By the age of 11, I had officially dropped out of Sunday school.
It wasn’t a dramatic tween rebellion. There were no tantrums, just a series of arguments that I repeatedly presented to my parents, until we compromised that I could leave in sixth grade.
Aside from this experience, I was a reliable student. I did my work, met expectations, and loved to please. School was a place where effort made sense to me and was something I found extremely rewarding. On the other hand, Sunday school simply didn’t bring me the same satisfaction.
I even refused to have a bat mitzvah, not out of anger or defiance, but indifference. As my homework load increased and extracurricular obligations became more demanding, I reasoned that I was simply too busy to bother with more on my schedule.
The decision sat quietly in the background of my life for many years. I still identified as a Jew, attended synagogue on the High Holidays (most years), and participated in other Jewish traditions like Passover seders. Minimal connection felt sufficient until adulthood introduced a relationship that would invite me to engage much deeper; I met the man who would become my husband.
He came from a Conservative Jewish family in a New York community that he lovingly refers to “Conservadox,” where Jewish life was not just inherited, but actively practiced. As our relationship grew more serious over the course of a couple of years, he asked me to formally convert to Conservative Judaism prior to getting married.

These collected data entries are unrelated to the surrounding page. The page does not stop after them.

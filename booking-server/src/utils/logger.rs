//! Logging Infrastructure
//!
//! Structured logging setup with support for both development and production environments.

use std::path::Path;

/// Initialize the logger
pub fn init_logger() {
    init_logger_with_file(None, None);
}

/// Initialize the logger with optional file output
pub fn init_logger_with_file(log_level: Option<&str>, log_dir: Option<&str>) {
    let level = log_level.unwrap_or("info");

    let subscriber = tracing_subscriber::fmt()
        .with_max_level(level.parse().unwrap_or(tracing::Level::INFO))
        .with_file(false)
        .with_line_number(false)
        .with_thread_ids(false)
        .with_target(false);

    // Add file output if log_dir is provided
    if let Some(dir) = log_dir {
        let log_path = Path::new(dir);
        if log_path.exists()
            && let Some(dir_str) = log_path.to_str()
        {
            let file_appender = tracing_appender::rolling::daily(dir_str, "booking-server");
            subscriber.with_writer(file_appender).init();
            return;
        }
    }

    subscriber.init();
}
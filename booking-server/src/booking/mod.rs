//! Booking workflow: trip ledger, reservations, payments, tickets
//!
//! ```text
//! booking/
//! ├── storage.rs        # redb tables and transaction helpers
//! ├── manager/          # BookingManager (all state transitions)
//! ├── ticket_issuer.rs  # exactly-once ticket issuance
//! └── expiry_worker.rs  # periodic sweep of overdue holds
//! ```

pub mod expiry_worker;
pub mod manager;
pub mod storage;
pub mod ticket_issuer;

pub use expiry_worker::ExpiryWorker;
pub use manager::{
    BookingError, BookingManager, BookingResult, PaymentConfirmation, PaymentSession,
    ReservationDetail, TripDetail, TripDraft,
};
pub use storage::{BookingStorage, StorageError, StorageResult};
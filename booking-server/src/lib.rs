//! Booking Server - 巴士票务预订服务
//!
//! # 架构概述
//!
//! 本模块是 Booking Server 的主入口，提供以下核心功能：
//!
//! - **预订业务** (`booking`): 座位占座、支付确认、出票的原子工作流
//! - **存储** (`booking::storage`): 嵌入式 redb 存储
//! - **认证** (`auth`): JWT 认证体系
//! - **HTTP API** (`api`): RESTful API 接口
//!
//! # 模块结构
//!
//! ```text
//! booking-server/src/
//! ├── core/          # 配置、状态、服务器、后台任务
//! ├── auth/          # JWT 认证、属主检查
//! ├── booking/       # 预订工作流 (存储、管理器、出票、清扫)
//! ├── api/           # HTTP 路由和处理器
//! ├── routes/        # 路由组装、健康检查
//! └── utils/         # 错误、日志等工具
//! ```

pub mod api;
pub mod auth;
pub mod booking;
pub mod core;
pub mod routes;
pub mod utils;

// Re-export 公共类型
pub use auth::{CurrentUser, JwtService};
pub use booking::{BookingManager, BookingStorage};
pub use core::{Config, Server, ServerState};
pub use utils::{ApiResponse, AppError, AppResult};

// Re-export logger functions
pub use utils::logger::{init_logger, init_logger_with_file};

// Security logging macro - 支持 tracing 格式说明符
#[macro_export]
macro_rules! security_log {
    ($level:expr, $event:expr, $($key:ident = $value:expr),*) => {
        tracing::info!(
            target: "security",
            level = $level,
            event = $event,
            $($key = $value),*
        );
    };
}

/// 设置运行环境 (dotenv, 日志)
///
/// 必须在加载配置之前调用
pub fn setup_environment() -> Result<(), Box<dyn std::error::Error>> {
    dotenv::dotenv().ok();

    let log_level = std::env::var("LOG_LEVEL").ok();
    let log_dir = std::env::var("LOG_DIR").ok();
    init_logger_with_file(log_level.as_deref(), log_dir.as_deref());

    Ok(())
}

pub fn print_banner() {
    println!(
        r#"
    ____              __   _
   / __ )____  ____  / /__(_)___  ____ _
  / __  / __ \/ __ \/ //_/ / __ \/ __ `/
 / /_/ / /_/ / /_/ / ,< / / / / / /_/ /
/_____/\____/\____/_/|_/_/_/ /_/\__, /
                               /____/
    "#
    );
}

At first, I was admittedly a bit offended. I had heard of various Jewish laws about matrilineal descent, but I also felt like my identity was being questioned. My mother, who was not born Jewish, was arguably the most devoted to maintaining a Jewish household. Still, beneath that initial defensiveness was a quieter realization that I truly was in love.
My conversion initially felt like a technical requisite to check off. Together, my partner and I enrolled in a Jews by Choice program. I approached it the same way as I had many other obligations: I would show up and do what was asked.
But something unexpected happened. For the first time, I was encountering Judaism not as a child fulfilling requirements, but as an adult with questions. The material hadn’t changed, but I had. What I once considered irrelevant now was complex and even compelling. At the age of 28, I was naturally curious—not because I had to be there, but because I wanted to understand.
When I sat before the beit din (rabbinic court of Jewish law) and immersed in the mikvah (ritual bath), I felt closer to G-d than ever before. Judaism was not something I was passively connected to; it was something I was actively choosing.
That choice has shaped my life in ways I could never have anticipated. I now am a Jewish communal professional, my daughters attend Jewish day school, and welcoming Shabbat on Friday nights is one of my favorite moments of the week with my little family. The rhythms, values, and traditions that once felt optional now provide me with welcome structure and comfort.
And my Jewish journey still isn’t over. I will soon begin preparing for the bat mitzvah I never had. As a wife and a mother, I look forward to my husband and daughters joining me on this adventure. Perhaps I’m most excited to have the opportunity to model for my children what it looks like to choose Judaism with intention and love.